*TASK OBJECTIVE*. Copy out all lines from the material that contain the string "inspection".

*DATA SUPPLIED*.

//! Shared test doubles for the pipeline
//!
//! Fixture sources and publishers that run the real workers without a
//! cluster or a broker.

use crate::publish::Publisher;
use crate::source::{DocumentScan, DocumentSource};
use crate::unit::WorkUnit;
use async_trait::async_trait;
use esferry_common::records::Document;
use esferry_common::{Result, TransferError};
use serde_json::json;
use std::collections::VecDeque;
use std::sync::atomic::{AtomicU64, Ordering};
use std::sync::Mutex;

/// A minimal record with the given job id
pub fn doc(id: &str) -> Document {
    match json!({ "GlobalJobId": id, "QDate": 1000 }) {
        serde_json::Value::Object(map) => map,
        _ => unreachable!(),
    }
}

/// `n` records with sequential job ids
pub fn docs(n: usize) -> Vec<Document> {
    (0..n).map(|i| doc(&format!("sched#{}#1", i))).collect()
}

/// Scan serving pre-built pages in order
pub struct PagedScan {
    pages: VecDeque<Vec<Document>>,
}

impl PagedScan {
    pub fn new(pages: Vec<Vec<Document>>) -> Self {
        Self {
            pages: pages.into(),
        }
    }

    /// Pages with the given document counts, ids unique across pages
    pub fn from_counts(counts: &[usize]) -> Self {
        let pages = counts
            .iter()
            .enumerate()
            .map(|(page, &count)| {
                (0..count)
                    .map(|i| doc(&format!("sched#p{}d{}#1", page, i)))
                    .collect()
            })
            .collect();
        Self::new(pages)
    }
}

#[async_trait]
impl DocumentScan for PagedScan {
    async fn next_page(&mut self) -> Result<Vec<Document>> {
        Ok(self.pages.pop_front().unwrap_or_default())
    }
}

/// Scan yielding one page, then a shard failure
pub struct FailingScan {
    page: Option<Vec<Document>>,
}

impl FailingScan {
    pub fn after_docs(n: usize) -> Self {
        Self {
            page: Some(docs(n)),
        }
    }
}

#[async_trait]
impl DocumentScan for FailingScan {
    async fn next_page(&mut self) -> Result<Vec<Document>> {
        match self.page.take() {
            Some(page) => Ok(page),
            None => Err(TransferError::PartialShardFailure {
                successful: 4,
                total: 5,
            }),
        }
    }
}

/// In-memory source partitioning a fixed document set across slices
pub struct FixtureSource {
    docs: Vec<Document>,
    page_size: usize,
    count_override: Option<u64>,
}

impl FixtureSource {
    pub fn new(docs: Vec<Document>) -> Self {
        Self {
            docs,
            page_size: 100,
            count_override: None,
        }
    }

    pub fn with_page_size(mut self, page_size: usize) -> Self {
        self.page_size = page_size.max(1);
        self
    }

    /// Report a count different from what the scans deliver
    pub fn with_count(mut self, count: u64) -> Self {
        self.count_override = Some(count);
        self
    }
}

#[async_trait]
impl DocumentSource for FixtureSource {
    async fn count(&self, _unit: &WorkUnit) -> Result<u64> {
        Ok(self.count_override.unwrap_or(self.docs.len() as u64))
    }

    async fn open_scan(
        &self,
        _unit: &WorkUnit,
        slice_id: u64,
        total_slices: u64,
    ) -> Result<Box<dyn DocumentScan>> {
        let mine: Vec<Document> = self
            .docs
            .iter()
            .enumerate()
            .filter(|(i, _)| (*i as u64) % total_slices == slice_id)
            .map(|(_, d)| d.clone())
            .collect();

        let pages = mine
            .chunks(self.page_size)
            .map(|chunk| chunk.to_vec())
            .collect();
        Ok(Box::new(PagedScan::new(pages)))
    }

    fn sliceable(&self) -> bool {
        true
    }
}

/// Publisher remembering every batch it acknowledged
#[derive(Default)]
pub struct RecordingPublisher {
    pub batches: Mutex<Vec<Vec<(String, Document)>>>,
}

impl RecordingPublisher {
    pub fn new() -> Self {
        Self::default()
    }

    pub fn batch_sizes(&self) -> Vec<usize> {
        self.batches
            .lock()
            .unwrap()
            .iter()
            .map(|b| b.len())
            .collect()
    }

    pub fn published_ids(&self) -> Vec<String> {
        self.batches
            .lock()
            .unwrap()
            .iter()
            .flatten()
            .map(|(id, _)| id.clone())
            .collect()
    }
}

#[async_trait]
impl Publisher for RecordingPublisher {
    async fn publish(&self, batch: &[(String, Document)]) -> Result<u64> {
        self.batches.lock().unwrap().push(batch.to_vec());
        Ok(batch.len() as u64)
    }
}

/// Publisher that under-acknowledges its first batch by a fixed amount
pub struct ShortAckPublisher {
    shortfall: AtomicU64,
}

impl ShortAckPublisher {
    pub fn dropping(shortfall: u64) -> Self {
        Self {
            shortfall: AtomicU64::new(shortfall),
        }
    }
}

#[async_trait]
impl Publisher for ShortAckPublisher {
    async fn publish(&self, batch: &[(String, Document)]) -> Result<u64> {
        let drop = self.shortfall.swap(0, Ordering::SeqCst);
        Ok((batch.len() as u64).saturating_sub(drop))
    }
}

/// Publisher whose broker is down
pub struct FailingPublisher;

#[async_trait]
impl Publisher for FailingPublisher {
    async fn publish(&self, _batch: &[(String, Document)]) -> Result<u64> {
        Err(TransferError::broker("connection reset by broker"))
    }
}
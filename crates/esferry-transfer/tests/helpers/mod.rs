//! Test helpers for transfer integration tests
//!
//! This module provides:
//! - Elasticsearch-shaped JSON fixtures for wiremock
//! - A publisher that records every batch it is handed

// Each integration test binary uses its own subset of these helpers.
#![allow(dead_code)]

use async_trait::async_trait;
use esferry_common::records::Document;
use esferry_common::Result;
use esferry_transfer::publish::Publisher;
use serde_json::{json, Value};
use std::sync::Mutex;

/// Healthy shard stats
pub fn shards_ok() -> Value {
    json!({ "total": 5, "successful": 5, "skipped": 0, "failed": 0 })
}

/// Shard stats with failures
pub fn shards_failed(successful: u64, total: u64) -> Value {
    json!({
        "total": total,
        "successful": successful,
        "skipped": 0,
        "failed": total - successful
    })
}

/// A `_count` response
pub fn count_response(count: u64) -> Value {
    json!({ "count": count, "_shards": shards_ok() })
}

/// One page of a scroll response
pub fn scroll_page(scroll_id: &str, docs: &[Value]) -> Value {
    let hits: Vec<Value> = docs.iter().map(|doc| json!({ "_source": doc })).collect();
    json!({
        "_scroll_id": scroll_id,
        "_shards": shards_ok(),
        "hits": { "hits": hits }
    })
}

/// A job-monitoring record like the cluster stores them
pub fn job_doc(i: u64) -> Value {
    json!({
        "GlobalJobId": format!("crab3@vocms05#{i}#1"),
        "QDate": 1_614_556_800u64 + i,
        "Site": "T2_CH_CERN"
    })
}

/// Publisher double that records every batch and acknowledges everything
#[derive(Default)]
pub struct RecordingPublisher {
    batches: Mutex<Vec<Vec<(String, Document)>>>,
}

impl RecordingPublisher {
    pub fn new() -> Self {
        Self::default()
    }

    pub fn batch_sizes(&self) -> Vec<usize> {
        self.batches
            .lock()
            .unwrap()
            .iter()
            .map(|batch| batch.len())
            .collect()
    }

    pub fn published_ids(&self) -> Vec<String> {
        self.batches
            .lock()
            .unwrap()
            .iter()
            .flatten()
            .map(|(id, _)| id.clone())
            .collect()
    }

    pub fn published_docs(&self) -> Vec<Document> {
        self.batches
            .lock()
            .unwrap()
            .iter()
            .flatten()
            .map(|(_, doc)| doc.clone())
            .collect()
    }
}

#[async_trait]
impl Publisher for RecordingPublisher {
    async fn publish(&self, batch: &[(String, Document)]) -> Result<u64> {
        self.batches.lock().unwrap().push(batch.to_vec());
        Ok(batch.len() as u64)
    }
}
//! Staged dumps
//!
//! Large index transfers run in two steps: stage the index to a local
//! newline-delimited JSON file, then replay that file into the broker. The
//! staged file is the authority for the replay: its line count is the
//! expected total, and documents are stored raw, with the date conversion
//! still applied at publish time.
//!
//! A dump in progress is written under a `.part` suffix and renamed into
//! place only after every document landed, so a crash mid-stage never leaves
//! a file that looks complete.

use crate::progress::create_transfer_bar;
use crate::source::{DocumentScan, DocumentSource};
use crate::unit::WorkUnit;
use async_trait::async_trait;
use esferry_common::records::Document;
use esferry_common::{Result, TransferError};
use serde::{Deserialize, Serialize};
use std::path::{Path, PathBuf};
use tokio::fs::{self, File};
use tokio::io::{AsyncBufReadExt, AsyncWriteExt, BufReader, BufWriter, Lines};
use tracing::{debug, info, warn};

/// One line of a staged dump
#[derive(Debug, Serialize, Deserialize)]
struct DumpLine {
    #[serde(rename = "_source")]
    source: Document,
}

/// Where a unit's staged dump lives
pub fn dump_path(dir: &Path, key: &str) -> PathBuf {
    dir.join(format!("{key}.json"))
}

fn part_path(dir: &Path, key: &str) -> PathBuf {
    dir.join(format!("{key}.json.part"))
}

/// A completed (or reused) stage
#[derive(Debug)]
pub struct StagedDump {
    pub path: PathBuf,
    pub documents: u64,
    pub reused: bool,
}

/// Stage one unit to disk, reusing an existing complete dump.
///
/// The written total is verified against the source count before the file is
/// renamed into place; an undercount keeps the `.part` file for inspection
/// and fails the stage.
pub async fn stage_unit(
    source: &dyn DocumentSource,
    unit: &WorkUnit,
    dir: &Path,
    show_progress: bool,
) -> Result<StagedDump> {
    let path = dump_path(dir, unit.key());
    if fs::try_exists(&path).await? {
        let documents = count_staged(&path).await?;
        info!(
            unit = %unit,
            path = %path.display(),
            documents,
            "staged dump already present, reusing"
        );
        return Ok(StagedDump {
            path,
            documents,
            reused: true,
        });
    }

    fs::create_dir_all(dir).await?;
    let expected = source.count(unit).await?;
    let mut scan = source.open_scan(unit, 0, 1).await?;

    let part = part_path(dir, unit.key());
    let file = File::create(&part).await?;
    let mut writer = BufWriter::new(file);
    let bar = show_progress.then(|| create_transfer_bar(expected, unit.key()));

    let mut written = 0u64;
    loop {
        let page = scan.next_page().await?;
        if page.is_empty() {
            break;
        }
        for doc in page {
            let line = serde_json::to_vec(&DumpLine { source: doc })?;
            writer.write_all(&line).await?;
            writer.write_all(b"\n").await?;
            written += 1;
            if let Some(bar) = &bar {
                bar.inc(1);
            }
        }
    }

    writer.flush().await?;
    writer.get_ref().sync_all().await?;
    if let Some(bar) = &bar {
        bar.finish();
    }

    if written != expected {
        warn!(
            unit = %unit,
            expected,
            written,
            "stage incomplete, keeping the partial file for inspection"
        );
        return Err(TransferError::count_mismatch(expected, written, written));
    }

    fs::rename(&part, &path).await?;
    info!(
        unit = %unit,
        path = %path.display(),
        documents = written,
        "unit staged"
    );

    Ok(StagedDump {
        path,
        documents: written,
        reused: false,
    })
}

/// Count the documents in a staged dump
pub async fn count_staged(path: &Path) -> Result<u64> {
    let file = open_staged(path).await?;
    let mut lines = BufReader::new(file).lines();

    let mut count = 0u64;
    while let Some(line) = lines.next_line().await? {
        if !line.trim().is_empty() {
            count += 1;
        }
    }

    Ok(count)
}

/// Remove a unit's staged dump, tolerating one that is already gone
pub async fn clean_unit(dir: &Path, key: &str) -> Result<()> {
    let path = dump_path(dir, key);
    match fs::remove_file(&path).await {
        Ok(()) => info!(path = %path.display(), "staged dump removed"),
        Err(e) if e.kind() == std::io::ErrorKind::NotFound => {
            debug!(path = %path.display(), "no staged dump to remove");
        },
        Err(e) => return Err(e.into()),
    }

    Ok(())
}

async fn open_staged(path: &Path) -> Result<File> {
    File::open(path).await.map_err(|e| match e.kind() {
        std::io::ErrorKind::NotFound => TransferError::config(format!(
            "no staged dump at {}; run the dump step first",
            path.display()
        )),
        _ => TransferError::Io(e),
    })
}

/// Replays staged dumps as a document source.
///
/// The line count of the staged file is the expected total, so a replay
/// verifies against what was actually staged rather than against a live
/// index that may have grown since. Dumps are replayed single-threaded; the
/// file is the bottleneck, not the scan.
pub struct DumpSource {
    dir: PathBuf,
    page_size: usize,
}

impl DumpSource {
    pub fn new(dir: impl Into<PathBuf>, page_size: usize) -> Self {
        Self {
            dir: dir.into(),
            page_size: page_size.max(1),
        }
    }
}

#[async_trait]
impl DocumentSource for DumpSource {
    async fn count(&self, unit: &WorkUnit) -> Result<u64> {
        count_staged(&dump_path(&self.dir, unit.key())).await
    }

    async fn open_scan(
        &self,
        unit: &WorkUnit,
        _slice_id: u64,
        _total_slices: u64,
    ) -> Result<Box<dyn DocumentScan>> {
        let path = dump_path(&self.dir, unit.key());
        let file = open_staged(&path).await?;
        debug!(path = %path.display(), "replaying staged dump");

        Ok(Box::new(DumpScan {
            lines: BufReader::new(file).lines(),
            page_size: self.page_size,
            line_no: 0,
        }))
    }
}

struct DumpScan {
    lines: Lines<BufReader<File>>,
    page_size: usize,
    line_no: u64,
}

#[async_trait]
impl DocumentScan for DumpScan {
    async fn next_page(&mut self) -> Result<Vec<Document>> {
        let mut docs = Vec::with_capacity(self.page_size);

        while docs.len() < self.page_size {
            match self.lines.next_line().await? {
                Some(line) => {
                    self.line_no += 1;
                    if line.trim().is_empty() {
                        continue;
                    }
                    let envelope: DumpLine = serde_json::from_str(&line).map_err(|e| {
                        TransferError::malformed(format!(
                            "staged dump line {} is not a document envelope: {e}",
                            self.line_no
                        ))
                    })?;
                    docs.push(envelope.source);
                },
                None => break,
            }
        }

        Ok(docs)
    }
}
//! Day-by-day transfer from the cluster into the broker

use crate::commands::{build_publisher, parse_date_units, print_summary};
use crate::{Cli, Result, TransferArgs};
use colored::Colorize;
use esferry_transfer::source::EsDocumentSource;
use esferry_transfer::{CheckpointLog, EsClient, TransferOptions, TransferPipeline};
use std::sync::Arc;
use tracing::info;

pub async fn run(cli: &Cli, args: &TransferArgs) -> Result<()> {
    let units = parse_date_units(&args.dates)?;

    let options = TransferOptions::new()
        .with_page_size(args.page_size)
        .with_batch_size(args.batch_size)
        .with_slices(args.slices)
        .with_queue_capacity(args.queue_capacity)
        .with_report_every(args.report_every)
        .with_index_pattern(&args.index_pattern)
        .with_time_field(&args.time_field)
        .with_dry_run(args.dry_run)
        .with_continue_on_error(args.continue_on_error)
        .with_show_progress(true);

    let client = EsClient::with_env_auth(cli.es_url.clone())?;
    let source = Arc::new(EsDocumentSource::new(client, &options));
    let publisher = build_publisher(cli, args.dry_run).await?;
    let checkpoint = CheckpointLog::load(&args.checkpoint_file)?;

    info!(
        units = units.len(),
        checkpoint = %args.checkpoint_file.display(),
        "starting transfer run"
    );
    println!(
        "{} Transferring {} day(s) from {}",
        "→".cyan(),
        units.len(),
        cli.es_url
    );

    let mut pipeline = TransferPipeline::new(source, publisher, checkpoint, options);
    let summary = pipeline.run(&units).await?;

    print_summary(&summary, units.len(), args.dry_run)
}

---

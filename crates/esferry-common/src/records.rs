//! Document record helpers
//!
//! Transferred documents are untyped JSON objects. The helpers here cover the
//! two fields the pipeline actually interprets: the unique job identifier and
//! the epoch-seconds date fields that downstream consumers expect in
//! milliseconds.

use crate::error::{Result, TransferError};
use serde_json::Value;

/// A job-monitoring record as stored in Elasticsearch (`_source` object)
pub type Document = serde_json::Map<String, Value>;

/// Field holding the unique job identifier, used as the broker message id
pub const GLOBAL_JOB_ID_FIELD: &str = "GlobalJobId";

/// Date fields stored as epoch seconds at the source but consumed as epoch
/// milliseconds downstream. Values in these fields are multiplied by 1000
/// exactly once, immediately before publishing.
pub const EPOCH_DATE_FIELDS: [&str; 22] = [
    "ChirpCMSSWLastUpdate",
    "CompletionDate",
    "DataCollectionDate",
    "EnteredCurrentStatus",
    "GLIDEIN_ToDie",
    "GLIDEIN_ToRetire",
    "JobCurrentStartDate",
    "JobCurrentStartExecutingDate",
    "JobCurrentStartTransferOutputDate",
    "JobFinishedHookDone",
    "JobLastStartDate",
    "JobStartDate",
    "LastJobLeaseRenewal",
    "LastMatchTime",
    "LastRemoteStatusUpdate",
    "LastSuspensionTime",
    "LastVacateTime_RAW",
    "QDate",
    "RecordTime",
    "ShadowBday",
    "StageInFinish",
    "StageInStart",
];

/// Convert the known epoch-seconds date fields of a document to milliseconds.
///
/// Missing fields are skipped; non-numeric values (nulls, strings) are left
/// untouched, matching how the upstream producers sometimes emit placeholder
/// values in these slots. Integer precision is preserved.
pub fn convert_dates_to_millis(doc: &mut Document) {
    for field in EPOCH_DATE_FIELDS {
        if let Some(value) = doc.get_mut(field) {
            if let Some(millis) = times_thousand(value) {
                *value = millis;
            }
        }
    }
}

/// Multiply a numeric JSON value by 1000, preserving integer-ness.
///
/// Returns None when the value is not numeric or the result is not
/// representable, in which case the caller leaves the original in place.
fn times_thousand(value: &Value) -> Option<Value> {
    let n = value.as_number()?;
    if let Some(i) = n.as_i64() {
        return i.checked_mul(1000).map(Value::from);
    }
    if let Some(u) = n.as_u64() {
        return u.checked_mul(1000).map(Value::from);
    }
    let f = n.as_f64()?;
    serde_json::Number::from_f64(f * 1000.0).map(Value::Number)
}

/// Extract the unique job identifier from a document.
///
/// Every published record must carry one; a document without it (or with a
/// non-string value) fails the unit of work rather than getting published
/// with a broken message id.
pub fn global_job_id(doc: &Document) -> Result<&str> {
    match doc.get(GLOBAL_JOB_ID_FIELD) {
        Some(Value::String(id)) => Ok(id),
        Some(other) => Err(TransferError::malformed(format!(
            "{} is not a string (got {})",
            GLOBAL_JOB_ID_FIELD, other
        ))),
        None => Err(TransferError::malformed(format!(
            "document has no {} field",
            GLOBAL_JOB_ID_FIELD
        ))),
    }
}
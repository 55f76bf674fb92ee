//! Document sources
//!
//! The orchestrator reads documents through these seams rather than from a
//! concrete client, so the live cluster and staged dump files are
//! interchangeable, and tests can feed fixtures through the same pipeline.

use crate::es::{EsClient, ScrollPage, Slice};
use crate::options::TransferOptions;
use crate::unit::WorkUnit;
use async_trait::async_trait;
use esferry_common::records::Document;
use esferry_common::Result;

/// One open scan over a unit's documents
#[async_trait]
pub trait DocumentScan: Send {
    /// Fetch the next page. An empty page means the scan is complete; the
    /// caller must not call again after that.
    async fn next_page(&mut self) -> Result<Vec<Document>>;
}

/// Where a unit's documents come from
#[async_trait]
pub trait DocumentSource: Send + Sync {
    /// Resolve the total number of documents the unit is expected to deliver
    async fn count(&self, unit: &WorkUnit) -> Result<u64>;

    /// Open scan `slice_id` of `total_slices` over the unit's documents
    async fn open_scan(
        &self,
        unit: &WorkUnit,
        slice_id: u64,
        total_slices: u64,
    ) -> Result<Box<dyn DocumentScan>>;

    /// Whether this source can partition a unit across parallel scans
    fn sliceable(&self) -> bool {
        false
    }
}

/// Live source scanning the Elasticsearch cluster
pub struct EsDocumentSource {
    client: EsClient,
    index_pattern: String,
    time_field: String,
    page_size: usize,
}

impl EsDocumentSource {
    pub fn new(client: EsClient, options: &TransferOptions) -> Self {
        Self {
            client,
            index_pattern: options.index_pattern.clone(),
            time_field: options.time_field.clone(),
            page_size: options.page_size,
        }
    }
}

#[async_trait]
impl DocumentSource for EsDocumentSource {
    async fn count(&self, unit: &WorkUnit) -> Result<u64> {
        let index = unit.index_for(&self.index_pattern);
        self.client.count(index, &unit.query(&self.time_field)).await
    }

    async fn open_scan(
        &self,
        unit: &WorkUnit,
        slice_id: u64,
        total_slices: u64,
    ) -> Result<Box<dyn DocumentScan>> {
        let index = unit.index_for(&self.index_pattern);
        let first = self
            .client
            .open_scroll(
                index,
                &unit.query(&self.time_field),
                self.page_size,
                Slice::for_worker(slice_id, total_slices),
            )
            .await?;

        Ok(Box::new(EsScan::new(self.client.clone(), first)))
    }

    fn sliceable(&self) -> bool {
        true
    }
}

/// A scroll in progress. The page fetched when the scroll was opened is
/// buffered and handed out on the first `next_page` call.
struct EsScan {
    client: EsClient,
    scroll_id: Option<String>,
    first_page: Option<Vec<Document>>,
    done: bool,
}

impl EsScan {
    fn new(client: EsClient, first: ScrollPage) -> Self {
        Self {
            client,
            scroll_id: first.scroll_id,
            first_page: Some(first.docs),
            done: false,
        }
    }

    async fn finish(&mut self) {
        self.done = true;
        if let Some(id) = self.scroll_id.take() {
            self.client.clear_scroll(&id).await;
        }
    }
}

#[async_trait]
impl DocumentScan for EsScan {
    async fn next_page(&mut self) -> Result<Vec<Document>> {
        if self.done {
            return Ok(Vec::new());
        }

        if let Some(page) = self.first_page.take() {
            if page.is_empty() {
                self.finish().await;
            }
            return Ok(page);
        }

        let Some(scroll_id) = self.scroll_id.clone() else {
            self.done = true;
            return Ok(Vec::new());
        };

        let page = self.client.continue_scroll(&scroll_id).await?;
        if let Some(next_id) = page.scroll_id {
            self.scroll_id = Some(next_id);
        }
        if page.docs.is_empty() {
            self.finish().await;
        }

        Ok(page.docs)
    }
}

*SOLUTION BELOW*.
/// renamed into place; an undercount keeps the `.part` file for inspection
            "stage incomplete, keeping the partial file for inspection"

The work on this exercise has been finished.